*** Opening Provided information ***
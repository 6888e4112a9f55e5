//! Directory traversal and entry exclusion.
//!
//! The walk prunes `node_modules` and dot-prefixed names at every depth,
//! for directories and files alike, and follows symlinks. Traversal
//! errors abort the walk.

use std::ffi::OsStr;
use std::path::{Path, PathBuf};

use walkdir::WalkDir;

use crate::error::ScanError;
use crate::Result;

/// Collect every file under `root` that survives the name exclusions.
///
/// Fails fast with [`ScanError::PathNotFound`] when `root` is missing or
/// not a directory, and with [`ScanError::Walk`] when a directory cannot
/// be read mid-walk. No ordering is guaranteed.
pub fn collect_files(root: &Path) -> Result<Vec<PathBuf>> {
    if !root.is_dir() {
        return Err(ScanError::PathNotFound(root.to_path_buf()));
    }
    let mut files = Vec::new();
    let walker = WalkDir::new(root)
        .follow_links(true)
        .into_iter()
        // The root always passes; a start path like `.` must not prune itself.
        .filter_entry(|entry| entry.depth() == 0 || !is_excluded_name(entry.file_name()));
    for entry in walker {
        let entry = entry?;
        if !entry.file_type().is_dir() {
            files.push(entry.into_path());
        }
    }
    Ok(files)
}

fn is_excluded_name(name: &OsStr) -> bool {
    name == OsStr::new("node_modules") || name.to_string_lossy().starts_with('.')
}
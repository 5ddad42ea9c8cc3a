//! Catalog synchronization: adding packages and refreshing existing ones
//! from GitHub.

mod add;
mod batch;
#[cfg(test)]
mod fake;
mod update;

pub use add::{AddError, AddRequest, AddedPackage, add_package};
pub use batch::{BatchReport, SyncError, format_result, select_packages, update_packages};
pub use update::{
    PackageUpdate, UpdateOptions, UpdateStatus, apply_repository, apply_version, process_package,
};
//! GitHub metadata source trait and `reqwest`-backed implementation.

use std::future::Future;
use std::pin::Pin;

use base64::Engine;
use base64::engine::general_purpose::STANDARD;
use reqwest::header::ACCEPT;
use reqwest::{Client, RequestBuilder, StatusCode};
use serde::de::DeserializeOwned;

use super::error::ClientError;
use super::repo_url::RepoRef;
use super::types::{Readme, Release, RepoMeta, Tag};

/// Default GitHub REST API endpoint.
pub const DEFAULT_API_URL: &str = "https://api.github.com";

const USER_AGENT: &str = concat!("pkgcatalog/", env!("CARGO_PKG_VERSION"));

/// Boxed future returned by dyn-compatible async trait methods.
pub type BoxFuture<'a, T> = Pin<Box<dyn Future<Output = T> + Send + 'a>>;

/// Source of remote repository metadata.
pub trait MetadataSource: Send + Sync {
    /// Fetch repository attributes. The repository must exist.
    ///
    /// # Errors
    ///
    /// Returns [`ClientError`] on network, status or parse failure.
    fn fetch_repository<'a>(
        &'a self,
        repo: &'a RepoRef,
    ) -> BoxFuture<'a, Result<RepoMeta, ClientError>>;

    /// Latest release tag, falling back to the first tag. Empty when neither exists.
    fn fetch_latest_version<'a>(&'a self, repo: &'a RepoRef) -> BoxFuture<'a, String>;

    /// Decoded README text. Empty when the repository has no readable README.
    ///
    /// # Errors
    ///
    /// Returns [`ClientError`] when the README payload is malformed.
    fn fetch_readme<'a>(&'a self, repo: &'a RepoRef) -> BoxFuture<'a, Result<String, ClientError>>;
}

/// `reqwest`-backed implementation of [`MetadataSource`].
#[derive(Debug, Clone)]
pub struct GitHubClient {
    http: Client,
    api_url: String,
    token: Option<String>,
}

impl GitHubClient {
    /// Create a client targeting `api_url`, authenticating with `token` if given.
    pub fn new(api_url: impl Into<String>, token: Option<String>) -> Result<Self, ClientError> {
        let http = Client::builder().user_agent(USER_AGENT).build()?;
        Ok(Self {
            http,
            api_url: api_url.into(),
            token,
        })
    }

    fn get(&self, path: &str) -> RequestBuilder {
        let url = format!("{}/{path}", self.api_url.trim_end_matches('/'));
        let request = self
            .http
            .get(url)
            .header(ACCEPT, "application/vnd.github+json");

        match &self.token {
            Some(token) => request.bearer_auth(token),
            None => request,
        }
    }

    async fn get_json<T: DeserializeOwned>(
        &self,
        path: &str,
        repo: &RepoRef,
    ) -> Result<T, ClientError> {
        let response = self.get(path).send().await?;
        let status = response.status();

        if status == StatusCode::NOT_FOUND {
            return Err(ClientError::NotFound(repo.to_string()));
        }
        if !status.is_success() {
            let body = response.text().await.unwrap_or_default();
            return Err(ClientError::UnexpectedStatus {
                status: status.as_u16(),
                body,
            });
        }

        let bytes = response.bytes().await?;
        serde_json::from_slice(&bytes).map_err(|e| ClientError::Parse(e.to_string()))
    }

    async fn repository(&self, repo: &RepoRef) -> Result<RepoMeta, ClientError> {
        self.get_json(&format!("repos/{repo}"), repo).await
    }

    async fn latest_version(&self, repo: &RepoRef) -> String {
        let release = self
            .get_json::<Release>(&format!("repos/{repo}/releases/latest"), repo)
            .await;
        if let Ok(release) = release
            && !release.tag_name.is_empty()
        {
            return release.tag_name;
        }

        match self
            .get_json::<Vec<Tag>>(&format!("repos/{repo}/tags"), repo)
            .await
        {
            Ok(tags) => tags.into_iter().next().map(|tag| tag.name).unwrap_or_default(),
            Err(e) => {
                if !e.is_not_found() {
                    crate::warn!("Warning: Could not fetch version information for {repo}: {e}");
                }
                String::new()
            }
        }
    }

    async fn readme(&self, repo: &RepoRef) -> Result<String, ClientError> {
        let response = match self.get(&format!("repos/{repo}/readme")).send().await {
            Ok(response) if response.status().is_success() => response,
            _ => return Ok(String::new()),
        };
        let Ok(bytes) = response.bytes().await else {
            return Ok(String::new());
        };

        let readme: Readme = serde_json::from_slice(&bytes)
            .map_err(|e| ClientError::Parse(format!("readme: {e}")))?;
        decode_readme(&readme)
    }
}

impl MetadataSource for GitHubClient {
    fn fetch_repository<'a>(
        &'a self,
        repo: &'a RepoRef,
    ) -> BoxFuture<'a, Result<RepoMeta, ClientError>> {
        Box::pin(self.repository(repo))
    }

    fn fetch_latest_version<'a>(&'a self, repo: &'a RepoRef) -> BoxFuture<'a, String> {
        Box::pin(self.latest_version(repo))
    }

    fn fetch_readme<'a>(&'a self, repo: &'a RepoRef) -> BoxFuture<'a, Result<String, ClientError>> {
        Box::pin(self.readme(repo))
    }
}

/// GitHub wraps base64 README content at 60 columns, so whitespace is dropped first.
fn decode_readme(readme: &Readme) -> Result<String, ClientError> {
    if readme.encoding != "base64" {
        return Err(ClientError::UnexpectedEncoding(readme.encoding.clone()));
    }

    let compact: String = readme
        .content
        .chars()
        .filter(|c| !c.is_ascii_whitespace())
        .collect();
    let bytes = STANDARD
        .decode(compact)
        .map_err(|e| ClientError::Decode(e.to_string()))?;

    String::from_utf8(bytes).map_err(|e| ClientError::Decode(e.to_string()))
}

#[cfg(test)]
#[allow(clippy::unwrap_used)]
mod tests {
    use super::*;

    fn readme(content: &str, encoding: &str) -> Readme {
        Readme {
            content: content.to_string(),
            encoding: encoding.to_string(),
        }
    }

    #[test]
    fn test_decode_readme_wrapped_base64() {
        // "# Hello\n\nWorld" split across lines the way GitHub returns it
        let decoded = decode_readme(&readme("IyBIZWxs\nbwoKV29y\nbGQ=\n", "base64")).unwrap();
        assert_eq!(decoded, "# Hello\n\nWorld");
    }

    #[test]
    fn test_decode_readme_unexpected_encoding() {
        let err = decode_readme(&readme("plain", "utf-8")).unwrap_err();
        assert!(matches!(err, ClientError::UnexpectedEncoding(ref enc) if enc == "utf-8"));
    }

    #[test]
    fn test_decode_readme_invalid_base64() {
        let err = decode_readme(&readme("!!!not base64!!!", "base64")).unwrap_err();
        assert!(matches!(err, ClientError::Decode(_)));
    }

    #[test]
    fn test_user_agent_names_crate() {
        assert!(USER_AGENT.starts_with("pkgcatalog/"));
    }
}
use clap::{Parser, Subcommand};
use std::path::PathBuf;

#[derive(Parser, Debug)]
#[command(name = "pkgcatalog")]
#[command(about = "Keep a static site's package catalog in sync with GitHub")]
#[command(version)]
pub struct Args {
    /// Config file (default: ~/.config/pkgcatalog/config.toml)
    #[arg(long, global = true, value_name = "PATH")]
    pub config: Option<PathBuf>,

    /// Directory holding the package files
    #[arg(short = 'C', long, global = true, value_name = "DIR")]
    pub content_dir: Option<PathBuf>,

    /// Only print results and errors
    #[arg(short = 'q', long, global = true)]
    pub quiet: bool,

    /// Disable colored output
    #[arg(long, global = true)]
    pub no_color: bool,

    #[command(subcommand)]
    pub command: Command,
}

#[derive(Subcommand, Debug)]
pub enum Command {
    /// Add a new package to the catalog
    Add {
        /// Package name, also the file name (<name>.md)
        name: String,

        /// Custom import path (default: <import_prefix>/<name>)
        #[arg(long)]
        import_path: Option<String>,

        /// GitHub repository URL (default: https://github.com/<default_owner>/<name>)
        #[arg(long = "repo", value_name = "URL")]
        repo: Option<String>,

        /// Package author name (default: repository owner)
        #[arg(long)]
        author: Option<String>,

        /// Store the repository README as the page body
        #[arg(long)]
        with_readme: bool,

        /// Skip site build validation
        #[arg(long)]
        no_build: bool,
    },
    /// Update package metadata from GitHub (all packages if none are named)
    Update {
        /// Package names to update
        names: Vec<String>,

        /// Show what would be updated without making changes
        #[arg(long)]
        dry_run: bool,

        /// Also update author information from GitHub
        #[arg(long)]
        update_author: bool,

        /// Report repositories that return 404 as warnings
        #[arg(long)]
        update_missing: bool,

        /// Skip site build validation
        #[arg(long)]
        no_build: bool,
    },
}
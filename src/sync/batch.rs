use std::path::{Path, PathBuf};

use thiserror::Error;

use super::update::{PackageUpdate, UpdateOptions, UpdateStatus, process_package};
use crate::catalog::{ListError, list_packages, package_name};
use crate::github::MetadataSource;
use crate::site::{BuildOutcome, SiteBuilder};
use crate::ui::Style;

#[derive(Debug, Error)]
pub enum SyncError {
    #[error("failed to list packages: {0}")]
    List(#[from] ListError),
    #[error("no matching packages found")]
    NoMatchingPackages,
    #[error("{0} packages failed to update")]
    PackagesFailed(usize),
}

/// Outcome of a batch update.
#[derive(Debug, Default)]
pub struct BatchReport {
    pub results: Vec<PackageUpdate>,
    pub updated: usize,
    pub skipped: usize,
    pub errors: usize,
    /// Site validation result, if the builder ran.
    pub build: Option<BuildOutcome>,
}

impl BatchReport {
    fn record(&mut self, result: PackageUpdate, update_missing: bool) {
        match result.status {
            UpdateStatus::Updated => self.updated += 1,
            UpdateStatus::Skipped => self.skipped += 1,
            UpdateStatus::Error => self.errors += 1,
            UpdateStatus::Missing if update_missing => self.updated += 1,
            UpdateStatus::Missing => self.skipped += 1,
        }
        self.results.push(result);
    }

    /// `Summary: 2 updated, 1 skipped, 1 errors`; zero skip/error counts are left out.
    pub fn summary(&self) -> String {
        let mut summary = format!("Summary: {} updated", self.updated);
        if self.skipped > 0 {
            summary.push_str(&format!(", {} skipped", self.skipped));
        }
        if self.errors > 0 {
            summary.push_str(&format!(", {} errors", self.errors));
        }
        summary
    }

    /// Fails if any package ended in an error.
    pub fn into_result(self) -> Result<Self, SyncError> {
        if self.errors > 0 {
            return Err(SyncError::PackagesFailed(self.errors));
        }
        Ok(self)
    }
}

/// Keeps the files whose package name is in `names`; all files if `names` is empty.
pub fn select_packages(files: Vec<PathBuf>, names: &[String]) -> Vec<PathBuf> {
    if names.is_empty() {
        return files;
    }

    files
        .into_iter()
        .filter(|file| {
            let name = package_name(file);
            names.iter().any(|requested| *requested == name)
        })
        .collect()
}

/// Line printed for one package outcome.
pub fn format_result(result: &PackageUpdate, update_missing: bool) -> String {
    let marker = match result.status {
        UpdateStatus::Updated => Style::success("✓"),
        UpdateStatus::Skipped => Style::hint("○"),
        UpdateStatus::Error => Style::error("✗"),
        UpdateStatus::Missing if update_missing => Style::warning("⚠"),
        UpdateStatus::Missing => Style::hint("○"),
    };
    format!("{marker} {} - {}", result.name, result.message)
}

/// Refreshes the packages named in `names` (all packages if empty) in `content_dir`.
///
/// Files are processed one after another and each outcome is printed as soon
/// as it is known. A failing package does not stop the batch. When something
/// changed outside a dry run, `builder` validates the site; a failed build is
/// only a warning.
///
/// Returns the report even when some packages failed; use
/// [`BatchReport::into_result`] to turn failures into an error.
pub async fn update_packages(
    source: &dyn MetadataSource,
    content_dir: &Path,
    names: &[String],
    options: &UpdateOptions,
    builder: Option<&SiteBuilder>,
) -> Result<BatchReport, SyncError> {
    let files = select_packages(list_packages(content_dir)?, names);
    if !names.is_empty() && files.is_empty() {
        return Err(SyncError::NoMatchingPackages);
    }

    let mut report = BatchReport::default();
    for file in &files {
        let result = process_package(source, file, options).await;
        println!("{}", format_result(&result, options.update_missing));
        report.record(result, options.update_missing);
    }

    if !options.dry_run
        && report.updated > 0
        && let Some(builder) = builder
    {
        println!();
        report.build = Some(builder.validate().await);
    }

    println!();
    println!("{}", report.summary());

    Ok(report)
}
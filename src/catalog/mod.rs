//! The on-disk package catalog: records, their frontmatter files, and the
//! content directory that holds them.

/// Frontmatter encoding and file I/O.
pub mod frontmatter;
mod lister;
mod record;

pub use frontmatter::{FrontmatterError, read_package, write_package};
pub use lister::{INDEX_FILE, ListError, list_packages, package_name, package_path};
pub use record::PackageRecord;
*** Closing Provided information ***
▸ What is required:
The stretch of entries above that starts with the line containing "pub struct GitHubClient" and goes on through the line containing "let release = self" is to be transcribed exactly, and no other line is to be transcribed.

▸ Expected answer:
pub struct GitHubClient {
    http: Client,
    api_url: String,
    token: Option<String>,
}

impl GitHubClient {
    /// Create a client targeting `api_url`, authenticating with `token` if given.
    pub fn new(api_url: impl Into<String>, token: Option<String>) -> Result<Self, ClientError> {
        let http = Client::builder().user_agent(USER_AGENT).build()?;
        Ok(Self {
            http,
            api_url: api_url.into(),
            token,
        })
    }

    fn get(&self, path: &str) -> RequestBuilder {
        let url = format!("{}/{path}", self.api_url.trim_end_matches('/'));
        let request = self
            .http
            .get(url)
            .header(ACCEPT, "application/vnd.github+json");

        match &self.token {
            Some(token) => request.bearer_auth(token),
            None => request,
        }
    }

    async fn get_json<T: DeserializeOwned>(
        &self,
        path: &str,
        repo: &RepoRef,
    ) -> Result<T, ClientError> {
        let response = self.get(path).send().await?;
        let status = response.status();

        if status == StatusCode::NOT_FOUND {
            return Err(ClientError::NotFound(repo.to_string()));
        }
        if !status.is_success() {
            let body = response.text().await.unwrap_or_default();
            return Err(ClientError::UnexpectedStatus {
                status: status.as_u16(),
                body,
            });
        }

        let bytes = response.bytes().await?;
        serde_json::from_slice(&bytes).map_err(|e| ClientError::Parse(e.to_string()))
    }

    async fn repository(&self, repo: &RepoRef) -> Result<RepoMeta, ClientError> {
        self.get_json(&format!("repos/{repo}"), repo).await
    }

    async fn latest_version(&self, repo: &RepoRef) -> String {
        let release = self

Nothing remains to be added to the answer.